When Gao was in his junior year at university, he saw around 20 laborers drawing rickshaws in front of the main gate of a local government office building to complain to officials.
Gao, who was watching them from a distance, only heard a local government official say in a cold tone, “Both the secretary and the city mayor have returned home long ago from the back gate.”
Gao said he wondered why the government would not spare the time to hear the voices of the citizens.
He rescinded his application for Communist Party membership after seeing that incident.
Previously, Gao had felt that China needed systems that could reflect citizens’ opinions in politics so that the country can develop without violence and disruption.
The Chinese Constitution guarantees democratic elections as a means for ordinary citizens to participate in politics. It states that members of the National People’s Congress, equivalent to the Diet in Japan, “are selected by democratic election.”
The Communist Party also allows direct elections in local areas.
The voting age in China is 18.
Members of congresses of counties and low-level municipalities, as well as representatives of residents’ committees, are elected directly by citizens.
Party members also vote to choose representatives of the National Congress from among officials of government departments and state-owned companies.
However, in local people’s congress elections, party executives often work in favor of their preferred candidates, and the campaigns of competitors without the party’s backing are often disrupted.
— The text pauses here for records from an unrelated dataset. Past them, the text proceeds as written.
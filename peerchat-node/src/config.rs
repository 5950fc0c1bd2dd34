//! Node configuration.

use std::net::SocketAddr;

use peerchat_p2p::{ListenAddr, P2pConfig, P2pResult, PeerDirectory};

use crate::cli::Cli;

/// Complete node configuration.
#[derive(Debug, Clone)]
pub struct NodeConfig {
    /// This node's index in the directory and identity table.
    pub index: usize,

    /// P2P listen address.
    pub listen_addr: SocketAddr,

    /// Peers to connect to.
    pub directory: PeerDirectory,

    /// Feed stdin to outbound streams instead of numbered rounds.
    pub stdin: bool,

    /// Log level.
    pub log_level: String,
}

impl NodeConfig {
    /// Create a node configuration from CLI arguments.
    ///
    /// Without `-p` the node listens on the port of its own directory entry.
    /// Fails if the index has no directory entry.
    pub fn from_cli(cli: &Cli, directory: &PeerDirectory) -> P2pResult<Self> {
        let own = directory.peer_at(cli.index)?.peer_addr()?;
        let port = cli.port.unwrap_or(own.socket.port());
        let listen: ListenAddr = format!("/ip4/0.0.0.0/tcp/{}", port).parse()?;

        Ok(Self {
            index: cli.index,
            listen_addr: listen.socket(),
            directory: directory.clone(),
            stdin: cli.stdin,
            log_level: cli.log_level.clone(),
        })
    }

    /// Build P2P configuration from node config.
    pub fn p2p_config(&self) -> P2pConfig {
        P2pConfig::new(self.listen_addr, self.index)
    }
}
//! Handshake and stream negotiation messages.
//!
//! These are only exchanged before a chat stream is established. Once a
//! stream is accepted the connection carries newline-delimited text.

use std::fmt;

use peerchat_core::{PublicKey, Signature};
use serde::{Deserialize, Serialize};

/// Length of the handshake challenge nonce.
pub const NONCE_LEN: usize = 32;

/// First message each side sends.
#[derive(Debug, Clone, Serialize, Deserialize, PartialEq, Eq)]
pub struct HelloMessage {
    /// Handshake version.
    pub version: u32,
    /// Sender's Ed25519 public key.
    pub public_key: PublicKey,
    /// Fresh challenge the other side must sign.
    pub nonce: [u8; NONCE_LEN],
}

/// Proof of possession of the key announced in [`HelloMessage`].
#[derive(Debug, Clone, Serialize, Deserialize, PartialEq, Eq)]
pub struct ProofMessage {
    /// Signature over the authentication transcript.
    pub signature: Signature,
}

/// All pre-stream messages.
#[derive(Debug, Clone, Serialize, Deserialize, PartialEq, Eq)]
pub enum HandshakeMessage {
    /// Identity announcement and challenge.
    Hello(HelloMessage),
    /// Challenge response.
    Proof(ProofMessage),
    /// Dialer asks for a stream speaking `protocol`.
    OpenStream { protocol: String },
    /// Responder accepts the stream; the connection now carries chat text.
    StreamAccepted { protocol: String },
    /// Responder refuses the protocol; the session stays open.
    StreamRejected { protocol: String, reason: String },
}

impl HandshakeMessage {
    /// Short name for logs and errors.
    pub fn name(&self) -> &'static str {
        match self {
            HandshakeMessage::Hello(_) => "Hello",
            HandshakeMessage::Proof(_) => "Proof",
            HandshakeMessage::OpenStream { .. } => "OpenStream",
            HandshakeMessage::StreamAccepted { .. } => "StreamAccepted",
            HandshakeMessage::StreamRejected { .. } => "StreamRejected",
        }
    }
}

impl fmt::Display for HandshakeMessage {
    fn fmt(&self, f: &mut fmt::Formatter<'_>) -> fmt::Result {
        f.write_str(self.name())
    }
}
These candidates are also frequently detained by government authorities, and it is rare for them to win seats.
In addition, the prolonged time between voting and the announcement of the results has fueled speculation among citizens of improper vote counting.
“Chinese voters tend to trust the accuracy of machines more than the counting by the electoral commission,” Gao said.
But because it is also possible to rig elections through vote-counting machines, Gao founded the China Election Technology Research Center to call for the establishment of independent election inspection bodies.
Gao is currently dreaming of mass-producing his voting systems and leasing them to residents’ committees across the country.
“I hope many people have the actual feeling that their votes have become the people’s ‘voice,’ ” he said.